Backup Azure Debian VM

Backup Azure Debian VM - azure

I have a few questions concerning Azure. At this moment I created a VHD image pre-installed with all my software so I can easily redo the same server. All this works perfectly but the next thing i'm working on are the backups.
There is a lot of stuff on the web concerning this but non involve Linux (or I cant find them). There are a few options as I read.
The first option is to create a snapshot and store it in the blob storage. Next thing is HOW? I installed the azure CLI tools via NPM but how to use them? Nothing on the web on how to use them on the command line.
The second thing is to store a ZIP file as blob data. So I can manually manage the backups instead of a complete snapshop. I don't know if this is better or less good but the same goes out for this. How does it work?
I hope someone can pinpoint me in the right direction because I am stuck at this point. As you might know, backups are essential for this to work so without them I can't use Azure.
Thanks for your answer but I am still not able to do this.
root#DEBIAN:/backup# curl https://mystore01.blob.core.windows.net/backup/myblob?comp=snapshot
ï»¿<?xml version="1.0" encoding="utf-8"?><Error><Code>UnsupportedHttpVerb</Code><Message>The resource doesn't support specified Http Verb.

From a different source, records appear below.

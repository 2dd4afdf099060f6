//! Response envelope
//!
//! Every tool call, successful or not, is answered with a `FileOperationResult`.

use serde::Serialize;

use crate::error::{ErrorKind, ProtocolError, StorageError};
use crate::protocol::commands::Tool;
use crate::storage::{
    CreateDirectoryResult, FileInfo, ListResult, MoveResult, ReadResult, WriteResult,
};

/// Operation-specific success payload.
#[derive(Debug, Clone, PartialEq, Serialize)]
#[serde(untagged)]
pub enum OperationData {
    Read(ReadResult),
    Write(WriteResult),
    Mkdir(CreateDirectoryResult),
    List(ListResult),
    Move(MoveResult),
    Stat(FileInfo),
}

/// Result of file operation
#[derive(Debug, Clone, PartialEq, Serialize)]
pub struct FileOperationResult {
    pub success: bool,
    pub message: String,
    pub data: Option<OperationData>,
    pub error: Option<String>,
    #[serde(skip_serializing_if = "Option::is_none")]
    pub error_kind: Option<ErrorKind>,
}

impl FileOperationResult {
    pub fn success(tool: Tool, data: OperationData) -> Self {
        let message = match (&data, tool) {
            (OperationData::Mkdir(CreateDirectoryResult { created: false, .. }), _) => {
                "Directory already exists"
            }
            (_, Tool::ReadFile) => "File read successfully",
            (_, Tool::WriteFile) => "File written successfully",
            (_, Tool::CreateDirectory) => "Directory created successfully",
            (_, Tool::ListDirectory) => "Directory listed successfully",
            (_, Tool::MoveFile) => "File moved successfully",
            (_, Tool::GetFileInfo) => "File info retrieved successfully",
        };
        Self {
            success: true,
            message: message.to_string(),
            data: Some(data),
            error: None,
            error_kind: None,
        }
    }

    pub fn failure(tool: Tool, err: &StorageError) -> Self {
        Self {
            success: false,
            message: failure_message(tool, err).to_string(),
            data: None,
            error: Some(err.to_string()),
            error_kind: Some(err.kind()),
        }
    }

    pub fn invalid_request(err: &ProtocolError) -> Self {
        Self {
            success: false,
            message: "Invalid tool call".to_string(),
            data: None,
            error: Some(err.to_string()),
            error_kind: Some(ErrorKind::InvalidRequest),
        }
    }

    /// Used when the worker running an operation dies before reporting back.
    pub fn internal(tool: Tool, detail: impl Into<String>) -> Self {
        Self {
            success: false,
            message: generic_failure(tool).to_string(),
            data: None,
            error: Some(detail.into()),
            error_kind: Some(ErrorKind::OperationFailed),
        }
    }
}

fn failure_message(tool: Tool, err: &StorageError) -> &'static str {
    match (tool, err) {
        (Tool::ReadFile, StorageError::NotFound(_)) => "File not found",
        (Tool::ReadFile, StorageError::NotAFile(_)) => "Path is not a file",
        (Tool::CreateDirectory, StorageError::NotADirectory(_)) => {
            "Path exists but is not a directory"
        }
        (Tool::ListDirectory, StorageError::NotFound(_)) => "Directory not found",
        (Tool::ListDirectory, StorageError::NotADirectory(_)) => "Path is not a directory",
        (Tool::MoveFile, StorageError::NotFound(_)) => "Source path not found",
        (Tool::MoveFile, StorageError::AlreadyExists(_)) => "Destination path already exists",
        (Tool::GetFileInfo, StorageError::NotFound(_)) => "Path not found",
        (_, StorageError::AccessDenied(_)) => "Access denied: path outside workspace",
        _ => generic_failure(tool),
    }
}

fn generic_failure(tool: Tool) -> &'static str {
    match tool {
        Tool::ReadFile => "Failed to read file",
        Tool::WriteFile => "Failed to write file",
        Tool::CreateDirectory => "Failed to create directory",
        Tool::ListDirectory => "Failed to list directory",
        Tool::MoveFile => "Failed to move file",
        Tool::GetFileInfo => "Failed to get file info",
    }
}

RequestId:09d3323f-73ff-4f7a-9fa2-dc4e219faadf
Time:2013-11-02T11:59:08.9116736Z</Message></Error>root"DEBIAN:/backup# curl https://mystore01.blob.core.windows.net/backup/myblob?comp=snapshot -i
HTTP/1.1 405 The resource doesn't support specified Http Verb.
Allow: PUT
Content-Length: 237
Content-Type: application/xml
Server: Microsoft-HTTPAPI/2.0
x-ms-request-id: f9cad24e-4935-46e1-bcfe-a268b9c0107b
Date: Sat, 02 Nov 2013 11:59:18 GMT
ï»¿<?xml version="1.0" encoding="utf-8"?><Error><Code>UnsupportedHttpVerb</Code><Message>The resource doesn't support specified Http Verb.

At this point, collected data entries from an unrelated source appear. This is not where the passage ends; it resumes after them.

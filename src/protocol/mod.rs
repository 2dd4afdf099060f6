//! Sandbox tool protocol
//!
//! Handles request decoding, operation dispatch, and response generation.

pub mod commands;
pub mod handlers;
pub mod parser;
pub mod responses;

pub use commands::{OperationRequest, Tool, ToolDescriptor};
pub use handlers::handle_command;
pub use parser::{ToolCall, parse_call};
pub use responses::{FileOperationResult, OperationData};
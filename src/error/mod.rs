//! Error handling
//!
//! Defines error types shared across the sandbox server.

pub mod handlers;
pub mod types;

pub use types::*;
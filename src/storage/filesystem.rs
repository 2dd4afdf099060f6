//! File system helpers
//!
//! Path normalization and existence checks shared by validation and operations.

use soft_canonicalize::soft_canonicalize;
use std::fs;
use std::io;
use std::path::{Path, PathBuf};

/// Canonicalize a path that may not fully exist.
///
/// Existing components are resolved by the OS with symlinks followed; the
/// non-existent remainder is normalized without touching the disk.
pub fn canonicalize_lenient(path: &Path) -> io::Result<PathBuf> {
    soft_canonicalize(path)
}

/// Finds a symlink left in an already-canonical path below `root`.
///
/// Canonicalization only leaves one behind when it is dangling, and writing
/// through it would create its target wherever that points.
pub fn find_symlink(root: &Path, path: &Path) -> io::Result<Option<PathBuf>> {
    for ancestor in path.ancestors().take_while(|a| *a != root) {
        match fs::symlink_metadata(ancestor) {
            Ok(m) if m.file_type().is_symlink() => return Ok(Some(ancestor.to_path_buf())),
            Ok(_) => {}
            Err(e)
                if matches!(
                    e.kind(),
                    io::ErrorKind::NotFound | io::ErrorKind::NotADirectory
                ) => {}
            Err(e) => return Err(e),
        }
    }
    Ok(None)
}

/// Create a directory and any missing ancestors; succeeds if it already exists.
pub fn create_directory(path: &Path) -> io::Result<()> {
    fs::create_dir_all(path)
}

/// Create the missing ancestors of `path`, leaving `path` itself alone.
pub fn ensure_parent(path: &Path) -> io::Result<()> {
    match path.parent() {
        Some(parent) => create_directory(parent),
        None => Ok(()),
    }
}

/// Check if directory exists
pub fn directory_exists(path: &Path) -> bool {
    path.is_dir()
}
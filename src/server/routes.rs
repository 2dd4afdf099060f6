//! HTTP handlers
//!
//! Thin adapters between axum extractors and the operation dispatcher.
//! Filesystem work runs on the blocking pool, one task per request.

use axum::{
    Json,
    extract::State,
    http::StatusCode,
    response::{IntoResponse, Response},
};
use log::error;
use serde::Serialize;

use crate::error::handlers::error_to_status;
use crate::protocol::commands::{
    CreateDirectoryRequest, GetFileInfoRequest, ListDirectoryRequest, MoveFileRequest,
    ReadFileRequest, WriteFileRequest,
};
use crate::protocol::{
    FileOperationResult, OperationRequest, Tool, ToolCall, ToolDescriptor, handle_command,
    parse_call,
};
use crate::server::state::AppState;

/// Detailed health status
#[derive(Debug, Serialize)]
pub struct HealthResponse {
    pub status: &'static str,
    pub session_id: String,
    pub workspace_dir: String,
    pub version: &'static str,
    pub service: &'static str,
}

/// Tool catalogue
#[derive(Debug, Serialize)]
pub struct ToolList {
    pub tools: Vec<ToolDescriptor>,
}

pub async fn healthz() -> Json<&'static str> {
    Json("OK")
}

pub async fn health(State(state): State<AppState>) -> Json<HealthResponse> {
    Json(HealthResponse {
        status: "healthy",
        session_id: state.session_id,
        workspace_dir: state.workspace_dir,
        version: env!("CARGO_PKG_VERSION"),
        service: "filesystem-sandbox",
    })
}

pub async fn list_tools() -> Json<ToolList> {
    Json(ToolList {
        tools: Tool::ALL.into_iter().map(Tool::descriptor).collect(),
    })
}

pub async fn read_file(State(state): State<AppState>, Json(req): Json<ReadFileRequest>) -> Response {
    execute(&state, OperationRequest::Read(req)).await
}

pub async fn write_file(
    State(state): State<AppState>,
    Json(req): Json<WriteFileRequest>,
) -> Response {
    execute(&state, OperationRequest::Write(req)).await
}

pub async fn create_directory(
    State(state): State<AppState>,
    Json(req): Json<CreateDirectoryRequest>,
) -> Response {
    execute(&state, OperationRequest::Mkdir(req)).await
}

pub async fn list_directory(
    State(state): State<AppState>,
    Json(req): Json<ListDirectoryRequest>,
) -> Response {
    execute(&state, OperationRequest::List(req)).await
}

pub async fn move_file(State(state): State<AppState>, Json(req): Json<MoveFileRequest>) -> Response {
    execute(&state, OperationRequest::Move(req)).await
}

pub async fn get_file_info(
    State(state): State<AppState>,
    Json(req): Json<GetFileInfoRequest>,
) -> Response {
    execute(&state, OperationRequest::Stat(req)).await
}

/// Generic entry point: `{"name": "<tool>", "args": {...}}`
pub async fn call_tool(State(state): State<AppState>, Json(call): Json<ToolCall>) -> Response {
    match parse_call(call) {
        Ok(request) => execute(&state, request).await,
        Err(e) => {
            let result = FileOperationResult::invalid_request(&e);
            (error_to_status(result.error_kind), Json(result)).into_response()
        }
    }
}

async fn execute(state: &AppState, request: OperationRequest) -> Response {
    let tool = request.tool();
    let ops = state.ops.clone();

    match tokio::task::spawn_blocking(move || handle_command(&ops, &request)).await {
        Ok(result) => (error_to_status(result.error_kind), Json(result)).into_response(),
        Err(e) => {
            error!("{} worker failed: {}", tool.name(), e);
            let result = FileOperationResult::internal(tool, e.to_string());
            (StatusCode::INTERNAL_SERVER_ERROR, Json(result)).into_response()
        }
    }
}
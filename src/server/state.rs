//! Shared request state

use crate::storage::FileOperations;

/// State handed to every request handler. Read-only after startup.
#[derive(Debug, Clone)]
pub struct AppState {
    pub ops: FileOperations,
    pub session_id: String,
    pub workspace_dir: String,
}
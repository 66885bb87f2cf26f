pub mod annotations;
pub mod builder;
pub mod calls;
pub mod file_collect;
pub mod ir;
pub mod language;
pub mod languages;
pub mod parser;
pub mod resolve;
pub mod text_processor;

pub use builder::{EntityBuilder, PackageRegistry, ParseResult};
pub use file_collect::{
    collect_source_files, collect_source_files_with_config, FileCollectionConfig,
};
pub use ir::*;
pub use language::*;
pub use languages::*;
pub use parser::*;
pub use resolve::TypeResolver;
// ABOUTME: Shared utilities for language extractors
// ABOUTME: Provides common helper functions to reduce boilerplate across extractors

use crate::text_processor::doc_comment_text;
use std::path::Path;
use tree_sitter::Node;

/// Extract text from a tree-sitter Node
#[inline]
pub fn node_text<'a>(node: &Node, content: &'a str) -> &'a str {
    node.utf8_text(content.as_bytes()).unwrap_or("")
}

/// 1-based first line of a node.
#[inline]
pub fn start_line(node: &Node) -> u32 {
    node.start_position().row as u32 + 1
}

/// 1-based last line of a node.
#[inline]
pub fn end_line(node: &Node) -> u32 {
    node.end_position().row as u32 + 1
}

/// Find first child of a specific kind
pub fn child_by_kind<'a>(node: &Node<'a>, kind: &str) -> Option<Node<'a>> {
    for i in 0..node.child_count() {
        if let Some(child) = node.child(i) {
            if child.kind() == kind {
                return Some(child);
            }
        }
    }
    None
}

/// Find all children of a specific kind
pub fn children_by_kind<'a>(node: &Node<'a>, kind: &str) -> Vec<Node<'a>> {
    let mut result = Vec::new();
    for i in 0..node.child_count() {
        if let Some(child) = node.child(i) {
            if child.kind() == kind {
                result.push(child);
            }
        }
    }
    result
}

pub fn named_children<'a>(node: &Node<'a>) -> Vec<Node<'a>> {
    let mut cursor = node.walk();
    node.named_children(&mut cursor).collect()
}

/// Get text of a child by field name
pub fn child_text_by_field(node: &Node, field_name: &str, content: &str) -> Option<String> {
    node.child_by_field_name(field_name)
        .map(|child| node_text(&child, content).to_string())
}

/// First paragraph of a `/** */` comment directly above `node`.
pub fn preceding_doc_comment(node: &Node, content: &str) -> Option<String> {
    let prev = node.prev_sibling()?;
    if !prev.kind().contains("comment") {
        return None;
    }
    // Only a comment touching the declaration counts.
    if end_line(&prev) + 1 < start_line(node) {
        return None;
    }
    doc_comment_text(node_text(&prev, content))
}

/// Line of the first syntax error or missing node, if the tree has any.
pub fn first_error_line(root: &Node) -> Option<u32> {
    if !root.has_error() {
        return None;
    }
    let mut cursor = root.walk();
    let mut stack = vec![*root];
    while let Some(node) = stack.pop() {
        if node.is_error() || node.is_missing() {
            return Some(start_line(&node));
        }
        if node.has_error() {
            let mut children: Vec<Node> = node.children(&mut cursor).collect();
            children.reverse();
            stack.extend(children);
        }
    }
    Some(start_line(root))
}

/// File name without its extension.
pub fn file_stem(file_path: &str) -> String {
    Path::new(file_path)
        .file_stem()
        .and_then(|s| s.to_str())
        .unwrap_or_default()
        .to_string()
}

/// Name of the directory holding `file_path`.
pub fn parent_dir_name(file_path: &str) -> Option<String> {
    Path::new(file_path)
        .parent()?
        .file_name()?
        .to_str()
        .map(str::to_string)
}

RequestId:f9cad24e-4935-46e1-bcfe-a268b9c0107b
Time:2013-11-02T11:59:19.8100533Z</Message></Error>root#HSTOP40-WEB01:/backup# ^C
Hope you can help me get it working since the documentation on Azure + Linux is very bad

I don't believe snapshots are implemented in the CLI. You can either work with the REST API for snapshotting directly, or use one of the language SDKs that wrap this functionality (such as Node.js createBlobSnapshot()).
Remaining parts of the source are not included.